# [solved] LiveDVD von Festplatte starten

## scurrell

[Edit: Thema präziser formuliert]

Irgendwann bin ich mal ueber dieses Thema gestolpert.

Leider finde ich den Link nicht mehr.Last edited by scurrell on Wed May 28, 2014 3:03 pm; edited 3 times in total

----------

## cryptosteve

Und?

Was jetzt genau?

----------

## scurrell

Vielleicht ein Link, wie man das macht.

Ich will ja nur booten und dann chrooten.

----------

## cryptosteve

Du kannst eine LiveDVD nicht von Festplatte booten.

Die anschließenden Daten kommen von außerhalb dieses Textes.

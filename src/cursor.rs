//! Page tokens for plan listings
//!
//! A token is 20 raw bytes: a 4-byte big-endian magic followed by the 16 bytes
//! of the last plan id returned, encoded with the base64url alphabet (padded).
//! Tokens carry no filter state, so clients resend their filters on every page.

use base64::engine::general_purpose::URL_SAFE;
use base64::Engine as _;
use tracing::debug;
use uuid::Uuid;

use crate::error::CatalogError;

/// "PLAN" in ASCII
pub const PAGE_TOKEN_MAGIC: u32 = 0x504c_414e;

/// Decoded token length: magic + uuid
pub const PAGE_TOKEN_LEN: usize = 4 + 16;

/// Encode the last-seen plan id as an opaque page token
pub fn encode_page_token(last_key: Uuid) -> String {
    let mut buf = [0u8; PAGE_TOKEN_LEN];
    buf[..4].copy_from_slice(&PAGE_TOKEN_MAGIC.to_be_bytes());
    buf[4..].copy_from_slice(last_key.as_bytes());
    URL_SAFE.encode(buf)
}

/// Decode a page token back into the last-seen plan id
pub fn decode_page_token(token: &str) -> Result<Uuid, CatalogError> {
    let buf = URL_SAFE.decode(token).map_err(|e| {
        debug!(error = %e, "Page token is not base64url");
        CatalogError::InvalidToken
    })?;

    let buf: [u8; PAGE_TOKEN_LEN] = buf.as_slice().try_into().map_err(|_| {
        debug!(len = buf.len(), "Page token has wrong length");
        CatalogError::InvalidToken
    })?;

    let magic = u32::from_be_bytes([buf[0], buf[1], buf[2], buf[3]]);
    if magic != PAGE_TOKEN_MAGIC {
        debug!(magic = %format!("{:#010x}", magic), "Page token has wrong magic");
        return Err(CatalogError::InvalidToken);
    }

    let mut id = [0u8; 16];
    id.copy_from_slice(&buf[4..]);
    Ok(Uuid::from_bytes(id))
}
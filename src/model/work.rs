//! Works: the things a catalog entry is about (movies and their editions)

use serde::{Deserialize, Serialize};

use super::{unknown_kind, Entity, EntityTable};
use crate::error::CatalogError;

#[derive(Debug, Clone, Copy, PartialEq, Eq, Hash)]
pub enum WorkKind {
    Movie,
    MovieEdition,
}

impl WorkKind {
    pub const ALL_TAGS: &'static [&'static str] = &["movie", "movieEdition"];

    pub fn as_str(&self) -> &'static str {
        match self {
            WorkKind::Movie => "movie",
            WorkKind::MovieEdition => "movieEdition",
        }
    }

    pub fn parse(tag: &str) -> Option<Self> {
        match tag {
            "movie" => Some(WorkKind::Movie),
            "movieEdition" => Some(WorkKind::MovieEdition),
            _ => None,
        }
    }
}

#[derive(Debug, Clone, PartialEq, Eq, Serialize, Deserialize)]
#[serde(rename_all = "camelCase")]
pub struct MovieWork {
    pub title: String,
    #[serde(default, skip_serializing_if = "Option::is_none")]
    pub release_year: Option<i32>,
    #[serde(default, skip_serializing_if = "Option::is_none")]
    pub tmdb_id: Option<i32>,
}

#[derive(Debug, Clone, PartialEq, Eq, Serialize, Deserialize)]
#[serde(rename_all = "camelCase")]
pub struct MovieEditionWork {
    pub edition_type: String,
}

/// A row of the `works` table
#[derive(Debug, Clone, PartialEq, Eq, Serialize)]
#[serde(rename_all = "camelCase")]
pub enum Work {
    Movie(MovieWork),
    MovieEdition(MovieEditionWork),
}

impl Work {
    pub fn kind(&self) -> WorkKind {
        match self {
            Work::Movie(_) => WorkKind::Movie,
            Work::MovieEdition(_) => WorkKind::MovieEdition,
        }
    }
}

impl Entity for Work {
    const TABLE: EntityTable = EntityTable::Works;

    fn kind_tag(&self) -> &'static str {
        self.kind().as_str()
    }

    fn to_body(&self) -> Result<String, CatalogError> {
        let body = match self {
            Work::Movie(movie) => serde_json::to_string(movie)?,
            Work::MovieEdition(edition) => serde_json::to_string(edition)?,
        };
        Ok(body)
    }

    fn from_stored(kind: &str, body: &str) -> Result<Self, CatalogError> {
        match WorkKind::parse(kind) {
            Some(WorkKind::Movie) => Ok(Work::Movie(serde_json::from_str(body)?)),
            Some(WorkKind::MovieEdition) => Ok(Work::MovieEdition(serde_json::from_str(body)?)),
            None => Err(unknown_kind(Self::TABLE, kind)),
        }
    }
}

Du kannst eine LiveDVD booten und dann die Verzeichnisse auf der Platte mounten und da dann chrooten.

Steht alles im Handbuch. Muss man nur mal lesen.

Erst mounten (Partitionen entsprechend anpassen und Mountpunkt vorher erstellen) und dann chrooten.

Viel Erfolg.

P.S.: Und nächstes mal bitte nicht den kompletten Kontext in den Titel hauen und im Text dann keine Frage stellen ...

----------

## scurrell

Vielleicht kann ich dich ja inspirieren.

http://www.funtoo.org/Boot_livecd_ISO_from_HDD

http://kellerleiche.bplaced.net/index/iso_image.html

Mir fehlen leider die nötigen Kenntnisse.

----------

## cryptosteve

Das ist fromiso und damit was komplett anderes als das Booten einer LiveDVD. 

Da wäre es zunächst mal entscheidend, welchen Bootmanager in welcher Version Du nutzt.

----------

## scurrell

image.squashfs ist auf sda6 ausgepackt.Last edited by scurrell on Sat May 10, 2014 2:53 pm; edited 1 time in total

----------

## scurrell

 *Finswimmer wrote:*   

> 
> 
> Jeder von uns hat bei Gentoo von vorne angefangen. Das ist kein Problem. Wir helfen Dir gerne, erwarten aber im Gegenzug, dass du eine angemessene Zeit mit einer eigenständigen Lösungssuche verbringst.
> 
> Viele Grüße
> ...

 

Vielen Dank fuer eure Geduld, und ganz besonderen Dank fuer diesen Tip. ( Das ist ehrlich gemeint. )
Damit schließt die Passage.